The decision was reasonable but the unanimity was surprising. I believe reasonable, well-informed people could disagree on the ruling– as indeed Professors Kwasi Prempeh and Kwaku Asare did.
As an eminent jurist once opined, “We are not final because we are infallible– we are infallible because we are final”. Even more surprising, in my view, were the comments of our leaders.
The President, Nana Akufo-Addo stated that “those criticizing the court and describing its decision as an interference in the work of Parliament had actually not taken the time to read the constitution of our country. It says so in black and white”.
Really, Mr. President? It is, of course possible–as occurs frequently even on internationally respected courts, for eminent justices who are thoroughly familiar with a case, to disagree on the meaning of the law and the remedies.
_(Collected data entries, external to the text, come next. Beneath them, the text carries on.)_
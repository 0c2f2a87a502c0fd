//! Internal error type for the subagent engine.
//!
//! None of these escape [`crate::subagent::SubagentSupervisor::launch`]; they
//! are converted into a failed [`crate::subagent::SubagentResult`] at that
//! boundary so callers only ever see one result shape.

/// Errors raised while running a single subagent attempt.
#[derive(Debug, thiserror::Error)]
pub enum SubagentError {
    #[error("Failed to spawn subagent command '{command}': {source}")]
    Spawn {
        command: String,
        #[source]
        source: std::io::Error,
    },

    #[error("Subagent {0} was not captured")]
    MissingPipe(&'static str),

    #[error("Failed to wait for subagent process: {0}")]
    Wait(#[source] std::io::Error),

    #[error("Failed to parse subagent output: {0}")]
    FallbackParse(String),
}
The President could have chosen his words more carefully.
Responding to the President, Speaker Bagbin described the President’s comments as “unfortunate and myopic”. He went on to describe the SC decision as ” not only an absurdity but a reckless hearsay into the remit of Parliament “. While he was onto something regarding “the trend of unanimity”, his aforementioned comments were inappropriate and needlessly worsened a bad situation.
Then, President Mahama weighed in to bemoan the SC decision as an “unfortunate interpretation for convenience that sets a dangerous precedence of judicial interference in Parliamentary procedure for the future”. Those are very loaded words.
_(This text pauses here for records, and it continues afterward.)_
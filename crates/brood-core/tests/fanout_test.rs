//! Integration tests for launching many subagents at once.

#![cfg(unix)]

use std::sync::Arc;
use std::time::{Duration, Instant};

use brood_core::subagent::{
    LaunchCommand, SubagentRequest, SubagentSupervisor, SubagentTypeRegistry, launch_all,
};
use brood_test_utils::{FakeSubagent, fake_subagent, sh_quote};
use tokio_util::sync::CancellationToken;

fn supervisor_for(fake: &FakeSubagent) -> SubagentSupervisor {
    let (command, base_args) = fake.command();
    SubagentSupervisor::new(
        LaunchCommand { command, base_args },
        Arc::new(SubagentTypeRegistry::with_builtins()),
    )
    .with_kill_grace(Duration::from_millis(500))
}

/// Echoes the prompt back as the report. The prompt "slow" finishes last.
const ECHO_PROMPT: &str = r#"
while [ $# -gt 0 ]; do
  if [ "$1" = "-p" ]; then prompt="$2"; fi
  shift
done
if [ "$prompt" = "slow" ]; then sleep 1; fi
printf '{"type":"result","result":"echo: %s"}\n' "$prompt"
"#;

#[tokio::test]
async fn results_come_back_in_input_order() {
    let fake = fake_subagent(ECHO_PROMPT);
    let prompts = ["slow", "alpha", "beta", "gamma"];
    let requests = prompts
        .iter()
        .map(|p| SubagentRequest::new("general-purpose", *p))
        .collect();

    let results = launch_all(&supervisor_for(&fake), requests, 2, CancellationToken::new()).await;

    assert_eq!(results.len(), prompts.len());
    for (result, prompt) in results.iter().zip(prompts) {
        assert!(result.success, "unexpected failure: {:?}", result.error);
        assert_eq!(result.report, format!("echo: {prompt}"));
    }
}

#[tokio::test]
async fn concurrency_limit_is_respected() {
    let fake = FakeSubagent::new();
    let log = fake.scratch("log");
    let log = sh_quote(&log.to_string_lossy());
    fake.write(&format!(
        "echo start >> {log}\nsleep 0.3\necho end >> {log}\n\
         printf '%s\\n' '{{\"type\":\"result\",\"result\":\"ok\"}}'"
    ));

    let requests = (0..4)
        .map(|n| SubagentRequest::new("general-purpose", format!("task {n}")))
        .collect();
    let results = launch_all(&supervisor_for(&fake), requests, 1, CancellationToken::new()).await;
    assert!(results.iter().all(|r| r.success));

    // With one slot, runs never overlap: the log strictly alternates.
    let contents = std::fs::read_to_string(fake.scratch("log")).unwrap();
    let entries: Vec<&str> = contents.lines().collect();
    assert_eq!(entries.len(), 8);
    for pair in entries.chunks(2) {
        assert_eq!(pair, ["start", "end"]);
    }
}

#[tokio::test]
async fn zero_concurrency_still_runs_everything() {
    let fake = fake_subagent(ECHO_PROMPT);
    let requests = vec![SubagentRequest::new("general-purpose", "solo")];
    let results = launch_all(&supervisor_for(&fake), requests, 0, CancellationToken::new()).await;
    assert_eq!(results[0].report, "echo: solo");
}

#[tokio::test]
async fn parent_cancellation_interrupts_every_launch() {
    let fake = fake_subagent("exec sleep 30");
    let requests = (0..3)
        .map(|n| SubagentRequest::new("general-purpose", format!("task {n}")))
        .collect();

    let cancel = CancellationToken::new();
    let trigger = cancel.clone();
    tokio::spawn(async move {
        tokio::time::sleep(Duration::from_millis(300)).await;
        trigger.cancel();
    });

    let started = Instant::now();
    let results = launch_all(&supervisor_for(&fake), requests, 1, cancel).await;

    assert_eq!(results.len(), 3);
    assert!(results.iter().all(|r| r.is_interrupted()), "got {results:?}");
    assert!(started.elapsed() < Duration::from_secs(10));
}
We must look at this particular SC ruling and the attendant tension as a seminal moment.
We have a Supreme Court that appears not to have the confidence of our political actors because it appears too partisan. This trend of unanimity that the Speaker flagged and the perception of interference that President Mahama brings up must stir all who care about our democracy and the independence of our judiciary. Some day, the shoe will be on the other foot.
It is ironic that despite killing a few judges, even the Rawlings’ Supreme Courts were seen as more devoid of partisanship than recent ones. That should trouble us all. The court must apply, in addition to the “Political questions doctrine”, an even more important doctrine–THE COMMONSENSE DOCTRINE! And we must help the court regain our confidence by capping its number and making it more transparent.
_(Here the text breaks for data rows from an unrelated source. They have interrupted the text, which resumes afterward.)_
mod config;
mod run_cmd;

use clap::{Parser, Subcommand};

use brood_core::subagent::registry::GENERAL_PURPOSE;
use brood_core::subagent::{PermissionMode, SubagentRequest};

use config::{BroodConfig, CliOverrides};

#[derive(Parser)]
#[command(name = "brood", version, about = "Launch and supervise brood subagents")]
struct Cli {
    /// API key forwarded to subagents (overrides BROOD_API_KEY)
    #[arg(long, global = true)]
    api_key: Option<String>,

    /// Backend base URL (overrides BROOD_BASE_URL)
    #[arg(long, global = true)]
    base_url: Option<String>,

    /// Id of the launching agent (overrides BROOD_AGENT_ID)
    #[arg(long, global = true)]
    agent_id: Option<String>,

    /// Model the launching agent runs on (overrides BROOD_MODEL)
    #[arg(long, global = true)]
    parent_model: Option<String>,

    /// Permission mode passed down to subagents
    #[arg(long, global = true)]
    permission_mode: Option<PermissionMode>,

    #[command(subcommand)]
    command: Commands,
}

#[derive(Subcommand)]
enum Commands {
    /// Write a starter config file
    Init {
        /// Overwrite existing config file
        #[arg(long)]
        force: bool,
    },
    /// List available subagent types
    Types,
    /// Launch one subagent and print its result as JSON
    Run {
        /// Subagent type
        #[arg(long = "type", short = 't', default_value = GENERAL_PURPOSE)]
        subagent_type: String,
        /// Task for the subagent
        #[arg(long, short = 'p')]
        prompt: String,
        /// Explicit model handle, bypassing model resolution
        #[arg(long)]
        model: Option<String>,
        /// Redeploy an existing agent in a new conversation
        #[arg(long)]
        agent: Option<String>,
        /// Continue an existing conversation
        #[arg(long)]
        conv: Option<String>,
        /// Maximum turns for the subagent
        #[arg(long)]
        max_turns: Option<u32>,
    },
    /// Launch one subagent per prompt in parallel and print a JSON array
    Fanout {
        /// Subagent type for every prompt
        #[arg(long = "type", short = 't', default_value = GENERAL_PURPOSE)]
        subagent_type: String,
        /// One task per occurrence
        #[arg(long = "prompt", short = 'p', required = true)]
        prompts: Vec<String>,
        /// Maximum number of concurrent subagents
        #[arg(long, default_value_t = 4)]
        max_agents: usize,
    },
}

impl Cli {
    fn overrides(&self) -> CliOverrides {
        CliOverrides {
            api_key: self.api_key.clone(),
            base_url: self.base_url.clone(),
            agent_id: self.agent_id.clone(),
            model: self.parent_model.clone(),
            permission_mode: self.permission_mode,
        }
    }
}

/// Execute the `brood init` command: write config file.
fn cmd_init(force: bool) -> anyhow::Result<()> {
    let path = config::config_path();

    if path.exists() && !force {
        anyhow::bail!(
            "config file already exists at {}\nUse --force to overwrite.",
            path.display()
        );
    }

    let cfg = config::starter_config();
    config::save_config(&cfg)?;

    println!("Config written to {}", path.display());
    println!("  permissions.allow = {}", cfg.permissions.allow.join(", "));
    println!();
    println!("Next: set api.key (or BROOD_API_KEY) and run `brood types`.");

    Ok(())
}

/// Execute the `brood types` command: list subagent types.
fn cmd_types(resolved: &BroodConfig) {
    for config in resolved.registry.iter() {
        let model = config.recommended_model.handle().unwrap_or("inherit");
        println!("{:<20} {:<32} {}", config.name, model, config.description);
    }
}

#[tokio::main]
async fn main() -> anyhow::Result<()> {
    // Logs go to stderr; stdout carries JSON results.
    tracing_subscriber::fmt()
        .with_env_filter(
            tracing_subscriber::EnvFilter::try_from_default_env()
                .unwrap_or_else(|_| tracing_subscriber::EnvFilter::new("info")),
        )
        .with_writer(std::io::stderr)
        .init();

    let cli = Cli::parse();
    let overrides = cli.overrides();

    let succeeded = match cli.command {
        Commands::Init { force } => {
            cmd_init(force)?;
            true
        }
        Commands::Types => {
            cmd_types(&BroodConfig::resolve(&overrides)?);
            true
        }
        Commands::Run {
            subagent_type,
            prompt,
            model,
            agent,
            conv,
            max_turns,
        } => {
            let supervisor = run_cmd::build_supervisor(BroodConfig::resolve(&overrides)?);
            let request = SubagentRequest {
                model_override: model,
                existing_agent_id: agent,
                existing_conversation_id: conv,
                max_turns,
                ..SubagentRequest::new(subagent_type, prompt)
            };
            run_cmd::run_one(&supervisor, request).await?
        }
        Commands::Fanout {
            subagent_type,
            prompts,
            max_agents,
        } => {
            let supervisor = run_cmd::build_supervisor(BroodConfig::resolve(&overrides)?);
            let requests = prompts
                .into_iter()
                .map(|prompt| SubagentRequest::new(subagent_type.clone(), prompt))
                .collect();
            run_cmd::run_fanout(&supervisor, requests, max_agents).await?
        }
    };

    if !succeeded {
        std::process::exit(1);
    }
    Ok(())
}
As for Parliament, if it wants other institutions and the public to respect it, it must respect itself, be united and effective while guarding its prerogatives jealously. A Parliament that struggles for quorum has ghost attendance and is filled with members who routinely put party ahead of Parliament can never be the respected institution the constitution meant it to be.
While these issues are going on, the Peace Council and other institutions are as quiet as a cemetery. But mark my words, they will be loud when it is too late.
The time to urge compromise and civility is now.
Next, it is time for the NPP to accept that it lost the Parliamentary majority in 2020. It needs to seek compromise to get its programs through and understand that it cannot turn all its bills into law. The NDC must realize that it failed to elect a President in 2020.It must therefore look to compromise where possible.
The key things where we are are compromise and courtesy.
Finally, our leaders, particularly, the Presidents, must, respectfully mind their language. We look up to them.
They should be exemplary– always.
Long live Ghana.
Arthur Kobina Kennedy (15th March, 2022).